Supporting list()
Dave Angel
d at davea.name
Mon Dec 17 11:14:03 EST 2012
On 12/17/2012 06:27 PM, Ethan Furman wrote:
> Dave Angel wrote:
>> On 12/17/2012 09:33 AM, Skip Montanaro wrote:
>>> What method(s) does a class have to support to properly emulate a
>>> container
>>> which supports turning it into a list?
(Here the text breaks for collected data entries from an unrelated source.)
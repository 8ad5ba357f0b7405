//! Statistics for the relay server

pub mod metrics;

pub use metrics::{RelayStats, StatsSnapshot};
//! Relay error types

use super::track::TrackKind;

/// Error type for relay operations
#[derive(Debug, Clone, Copy, PartialEq, Eq)]
pub enum RelayError {
    /// No track of this kind has been published yet
    NoSource(TrackKind),
}

impl std::fmt::Display for RelayError {
    fn fmt(&self, f: &mut std::fmt::Formatter<'_>) -> std::fmt::Result {
        match self {
            RelayError::NoSource(kind) => write!(f, "No source track published for {}", kind),
        }
    }
}

impl std::error::Error for RelayError {}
For example:
>>>
>>> class Foo:
>>> pass
>>>
>>> f = Foo()
>>> print list(f)
>>>
>>> Is it just __iter__() and next()? (I'm still using 2.4 and 2.7.)
>>
>> I believe the container class needs to define the __iter__() method,
>> which has to return an iterator object.
>>
>> That (possibly different) iterator class needs both an __iter__() method
>> and a next() method.
>>
>> If the container class is also the iterator class, which is common, then
>> you just need one __iter__() method, which returns self.
>
> The `next()` method is also needed, as `__iter__()` and `next()` are the
> two methods that make up the iterator protocol (`__next__` in python 3k).
>
> ~Ethan~
>
>
Didn't I say that? The next() method need not be in the container
class; it needs to be in the iterator class returned by the __iter__()
method.
class MyIter():
def __init__(self, value):
self.internal = value
def __iter__(self):
return self
def next(self):
self.internal += 1
if self.internal > 100:
raise StopIteration
return self.internal
class Container:
def __iter__(self):
return MyIter(42)
for item in Container():
print item
print list(Container())
(tested in Python 2.7)
AHH, upon rereading, I see you misinterpreted what I meant. I was
trying to say that if there was only one class serving as both container
and iterator, you only needed one of the __iter__() methods instead of
two. In other words, you need two methods, not three.